A recent prosecution brought by the Care Quality Commission (CQC) against an unregistered provider has further highlighted a serious gap in the legislation concerning the regulation of unregistered services.

On 10 June 2020, the owners of a homecare business appeared before Portsmouth Magistrates Court and pleaded guilty to carrying out the regulated activity of personal care without the required CQC registration, which is a criminal offence under Section 10 of the Health and Social Care Act 2008.

In a press release issued by the CQC on 12 June 2020, it is stated that the court heard that the homecare business had been providing personal care to six people in their homes since 2 March 2015. It is further stated that the CQC had contacted the homecare business from October 2017 to September 2019 about the fact that they were not registered. Whilst it is stated that the directors made a number of attempts to register with the CQC, it is understood that their applications submitted between November 2018 and June 2019 were rejected due to incompleteness. On receipt of a further subsequent application, a decision was finally made by the CQC to refuse their registration on the basis that they did not meet the standards required.
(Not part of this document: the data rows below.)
//! Subcommand handlers.

use std::path::{Path, PathBuf};
use std::sync::Arc;

use anyhow::{Context, Result};
use omnicut_auth::{
    AuthError, ChainCredentials, CredentialProvider, EnvCredentials, FileCredentials,
};
use omnicut_core::media::{FALLBACK_AUDIO_MIME, FALLBACK_IMAGE_MIME};
use omnicut_core::{PcmFormat, SourceMedia, WavHeader};
use omnicut_settings::OmnicutSettings;
use omnicut_studio::{
    AspectRatio, Progress, ProgressSink, Resolution, Studio, VideoRequest, VideoStyle,
};

/// Arguments of `omnicut video`.
#[derive(Debug)]
pub struct VideoOptions {
    pub prompt: String,
    pub image: Option<PathBuf>,
    pub resolution: Resolution,
    pub aspect_ratio: AspectRatio,
    pub style: VideoStyle,
    pub out: Option<PathBuf>,
}

/// Prints progress lines to stderr so stdout stays clean for results.
struct StderrProgress;

impl ProgressSink for StderrProgress {
    fn report(&self, progress: Progress) {
        eprintln!("{progress}");
    }
}

fn studio(settings: &OmnicutSettings) -> Result<Studio> {
    let credentials = Arc::new(ChainCredentials::standard(
        omnicut_auth::default_auth_file_path(),
    ));
    Ok(Studio::from_settings(settings, credentials)?.with_progress(Arc::new(StderrProgress)))
}

pub async fn video(settings: &OmnicutSettings, options: VideoOptions) -> Result<()> {
    let mut request = VideoRequest::new(options.prompt)
        .with_resolution(options.resolution)
        .with_aspect_ratio(options.aspect_ratio)
        .with_style(options.style);
    if let Some(path) = &options.image {
        let image = SourceMedia::read(path, FALLBACK_IMAGE_MIME)
            .with_context(|| format!("failed to read image {}", path.display()))?;
        request = request.with_image(image);
    }

    let artifact = studio(settings)?.generate_video(request).await?;
    let out = options
        .out
        .unwrap_or_else(|| PathBuf::from(artifact.file_name()));
    artifact
        .write_to(&out)
        .with_context(|| format!("failed to write {}", out.display()))?;
    println!("{}", out.display());
    Ok(())
}

pub async fn dub(
    settings: &OmnicutSettings,
    file: &Path,
    out: Option<PathBuf>,
    transcript: Option<&Path>,
) -> Result<()> {
    let source = SourceMedia::read(file, FALLBACK_AUDIO_MIME)
        .with_context(|| format!("failed to read {}", file.display()))?;

    let result = studio(settings)?.translate_and_dub(source).await?;
    println!("{}", result.translated_text);

    if let Some(path) = transcript {
        std::fs::write(path, &result.translated_text)
            .with_context(|| format!("failed to write {}", path.display()))?;
    }
    let out = out.unwrap_or_else(|| default_dub_path(file));
    result
        .audio
        .write_to(&out)
        .with_context(|| format!("failed to write {}", out.display()))?;
    eprintln!("dub written to {}", out.display());
    Ok(())
}

/// `song.mp3` becomes `song.dub.wav` next to the input.
fn default_dub_path(input: &Path) -> PathBuf {
    let stem = input
        .file_stem()
        .map_or_else(|| "omnicut".to_string(), |s| s.to_string_lossy().into_owned());
    input.with_file_name(format!("{stem}.dub.wav"))
}

pub fn wav_encode(raw: &Path, out: &Path, sample_rate: u32, channels: u16) -> Result<()> {
    let format = PcmFormat::new(sample_rate, channels)?;
    let samples =
        std::fs::read(raw).with_context(|| format!("failed to read {}", raw.display()))?;
    let wav = format.encode_wav(&samples)?;
    if let Some(parent) = out.parent().filter(|p| !p.as_os_str().is_empty()) {
        std::fs::create_dir_all(parent)?;
    }
    std::fs::write(out, &wav).with_context(|| format!("failed to write {}", out.display()))?;
    tracing::info!(path = %out.display(), len = wav.len(), "wav written");
    println!("{}", out.display());
    Ok(())
}

pub fn wav_inspect(file: &Path) -> Result<()> {
    let bytes = std::fs::read(file).with_context(|| format!("failed to read {}", file.display()))?;
    let header = WavHeader::parse(&bytes)?;
    println!("{}", describe_header(&header));
    Ok(())
}

fn describe_header(header: &WavHeader) -> String {
    let duration = header
        .duration_secs()
        .map_or_else(|| "unknown".to_string(), |secs| format!("{secs:.3}s"));
    format!(
        "format:       {}\nchannels:     {}\nsample rate:  {} Hz\nbyte rate:    {}\nblock align:  {}\nbits/sample:  {}\ndata length:  {} bytes\nduration:     {duration}",
        if header.audio_format == 1 { "PCM" } else { "other" },
        header.channel_count,
        header.sample_rate,
        header.byte_rate,
        header.block_align,
        header.bits_per_sample,
        header.data_len,
    )
}

pub fn auth_set_key(path: &Path, key: &str) -> Result<()> {
    omnicut_auth::save_api_key(path, key)?;
    println!("API key saved to {}", path.display());
    Ok(())
}

pub async fn auth_status(path: &Path) -> Result<()> {
    let sources: [Box<dyn CredentialProvider>; 2] = [
        Box::new(EnvCredentials::standard()),
        Box::new(FileCredentials::new(path)),
    ];
    for source in &sources {
        match source.api_key().await {
            Ok(key) => {
                println!("API key {} from {}", key.redacted(), source.name());
                return Ok(());
            }
            Err(AuthError::NotConfigured(_)) => {}
            Err(e) => return Err(e).context(format!("credential source {}", source.name())),
        }
    }
    println!("No API key configured. Set GEMINI_API_KEY or run \"omnicut auth set-key\".");
    Ok(())
}

pub fn auth_clear(path: &Path) -> Result<()> {
    if omnicut_auth::clear_api_key(path)? {
        println!("API key removed from {}", path.display());
    } else {
        println!("No stored API key");
    }
    Ok(())
}

// ─────────────────────────────────────────────────────────────────────────────
// Tests
// ─────────────────────────────────────────────────────────────────────────────
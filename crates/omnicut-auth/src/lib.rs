//! # omnicut-auth
//!
//! API key resolution for Omnicut.
//!
//! - [`CredentialProvider`]: async source of an [`ApiKey`]
//! - [`EnvCredentials`], [`FileCredentials`], [`StaticCredentials`], [`ChainCredentials`]
//! - [`storage`]: `~/.omnicut/auth.json` with owner-only permissions

#![deny(unsafe_code)]

pub mod errors;
pub mod provider;
pub mod storage;
pub mod types;

pub use errors::AuthError;
pub use provider::{
    API_KEY_ENV_VARS, ChainCredentials, CredentialProvider, EnvCredentials, FileCredentials,
    StaticCredentials,
};
pub use storage::{
    auth_file_path, clear_api_key, default_auth_file_path, get_api_key, load_auth_storage,
    save_api_key, save_auth_storage,
};
pub use types::{ApiKey, AuthStorage};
During this period, the homecare business continued to operate and it is reported that a registration visit was undertaken by the CQC in May 2018, which found a number of concerns relating to a “lack of training for staff, unsafe medicines practices and lack of governance systems, processes and understanding of the regulations and requirements of a registered manager”.

However, the current legislation only permits the CQC to take enforcement action, both civil and criminal, against registered providers and managers. This means that the CQC had no power to close down the homecare service, or prosecute the directors or manager for a breach of the fundamental standards outlined in the Health and Social Care Act 2008 (Regulated Activities) Regulations 2014.

The District Judge ordered that the directors pay a fine of £34,833, as well as a victim surcharge of £170 and costs of £9,000. In his judgment, the District Judge stated:

“I was surprised to learn that the CQC only has power to issue such notices and/or prosecute such cases if the business is registered. If the business is not registered, then the only action the CQC can take is to prosecute under section 10 of the Act. If that is indeed the case, then it appears to me that it exposes a very serious gap in the law designed to protect vulnerable people from the risk of harm.”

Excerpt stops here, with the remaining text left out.